Independent contractor and work-for-hire
Independent contractor. Work-for-hire. These terms appear inextricably linked. However, work-for-hire isn’t quite the panacea people believe it to be. Under copyright law, the author of a work is the copyright holder. See 17 U.S.C. 201. But, under the work-for-hire doctrine, copyright ownership doesn’t flow to the person who made the work instead it flows to the employer or the person for whom the work is prepared. See 17 U.S.C. 101 (definition of "work made for hire"). This sounds great for an independent contractor situation.

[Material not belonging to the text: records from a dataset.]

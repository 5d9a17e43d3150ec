//! Client-credentials token flow for the Spotify accounts service.
//!
//! [`TokenProvider`] fetches a bearer token on first use and caches it
//! behind a mutex, refreshing once the token is within the expiry
//! margin. Callers just ask for a token; the refresh is invisible.

use chrono::{DateTime, Duration, Utc};
use tokio::sync::Mutex;

use crate::error::SpotifyError;
use crate::model::TokenResponse;

/// Base URL of the Spotify accounts service.
pub const DEFAULT_ACCOUNTS_URL: &str = "https://accounts.spotify.com";

/// Tokens are refreshed this many seconds before their reported expiry,
/// so a token handed out is always valid for the request that follows.
const EXPIRY_MARGIN_SECS: i64 = 60;

/// A cached bearer token with its refresh deadline.
#[derive(Debug, Clone)]
struct CachedToken {
    access_token: String,
    refresh_after: DateTime<Utc>,
}

/// Fetches and caches client-credentials tokens.
pub struct TokenProvider {
    client: reqwest::Client,
    accounts_url: String,
    client_id: String,
    client_secret: String,
    cached: Mutex<Option<CachedToken>>,
}

impl TokenProvider {
    /// Create a provider for the given application credentials.
    ///
    /// * `accounts_url` - accounts service base URL, normally
    ///   [`DEFAULT_ACCOUNTS_URL`]; overridable for tests.
    pub fn new(
        client: reqwest::Client,
        accounts_url: String,
        client_id: String,
        client_secret: String,
    ) -> Self {
        Self {
            client,
            accounts_url,
            client_id,
            client_secret,
            cached: Mutex::new(None),
        }
    }

    /// Return a valid bearer token, fetching or refreshing as needed.
    pub async fn bearer_token(&self) -> Result<String, SpotifyError> {
        let mut cached = self.cached.lock().await;

        if let Some(token) = cached.as_ref() {
            if Utc::now() < token.refresh_after {
                return Ok(token.access_token.clone());
            }
        }

        let response = self.fetch_token().await?;
        let token = CachedToken {
            access_token: response.access_token.clone(),
            refresh_after: refresh_deadline(Utc::now(), response.expires_in),
        };
        tracing::debug!(expires_in = response.expires_in, "Fetched Spotify access token");
        *cached = Some(token);
        Ok(response.access_token)
    }

    /// POST the client-credentials grant to the accounts service.
    async fn fetch_token(&self) -> Result<TokenResponse, SpotifyError> {
        let response = self
            .client
            .post(format!("{}/api/token", self.accounts_url))
            .basic_auth(&self.client_id, Some(&self.client_secret))
            .form(&[("grant_type", "client_credentials")])
            .send()
            .await?;

        let status = response.status();
        if !status.is_success() {
            let body = response
                .text()
                .await
                .unwrap_or_else(|_| "<unreadable body>".to_string());
            return Err(SpotifyError::Auth(format!(
                "token request failed ({}): {body}",
                status.as_u16()
            )));
        }

        response.json().await.map_err(SpotifyError::Request)
    }
}

/// Compute the moment a token fetched at `now` should be refreshed.
fn refresh_deadline(now: DateTime<Utc>, expires_in: i64) -> DateTime<Utc> {
    now + Duration::seconds((expires_in - EXPIRY_MARGIN_SECS).max(0))
}
//! Caller identity extraction.
//!
//! User authentication itself is an external collaborator: by the time
//! a request reaches this service, the auth proxy has already resolved
//! the user and forwards their id in the `X-User-Id` header. Handlers
//! that scope data per user take [`CurrentUser`] as an extractor.

use axum::extract::FromRequestParts;
use axum::http::request::Parts;
use pulse_core::types::DbId;

use crate::error::AppError;

/// The authenticated caller, as asserted by the upstream auth layer.
#[derive(Debug, Clone, Copy, PartialEq, Eq)]
pub struct CurrentUser(pub DbId);

impl<S: Send + Sync> FromRequestParts<S> for CurrentUser {
    type Rejection = AppError;

    async fn from_request_parts(parts: &mut Parts, _state: &S) -> Result<Self, Self::Rejection> {
        let header = parts
            .headers
            .get("x-user-id")
            .ok_or_else(|| AppError::Unauthorized("missing X-User-Id header".to_string()))?;

        let user_id: DbId = header
            .to_str()
            .ok()
            .and_then(|v| v.trim().parse().ok())
            .ok_or_else(|| AppError::Unauthorized("invalid X-User-Id header".to_string()))?;

        Ok(CurrentUser(user_id))
    }
}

Unfortunately, the work-for-hire doctrine only applies to:
(1) works prepared by an employee within the scope of the employee's job, or (2) works specially ordered or commissioned for use
(i) as a contribution to a collective work [which is a work, such as a periodical issue, anthology, or encyclopedia, in which a number of contributions, constituting separate and independent works in themselves, are assembled into a collective whole], (ii) as a part of a motion picture or other audiovisual work, (iii) as a translation, (iv) as a supplementary work [which is a work prepared for publication as a secondary adjunct to a work by another author for the purpose of introducing, concluding, illustrating, explaining, revising, commenting upon, or assisting in the use of the other work, such as forewords, afterwords, pictorial illustrations, maps, charts, tables, editorial notes, musical arrangements, answer material for tests, bibliographies, appendixes, and indexes], (v) as a compilation [which is a work formed by the collection and assembling of preexisting materials or of data that are selected, coordinated, or arranged in such a way that the resulting work as a whole constitutes an original work of authorship], (vi) as an instructional text [which is a literary, pictorial, or graphic work prepared for publication and with the purpose of use in systematic instructional activities], (vii) as a test, (viii) as answer material for a test, or (ix) as an atlas,
if the parties expressly agree in a written instrument signed by them that the work shall be considered a work made for hire.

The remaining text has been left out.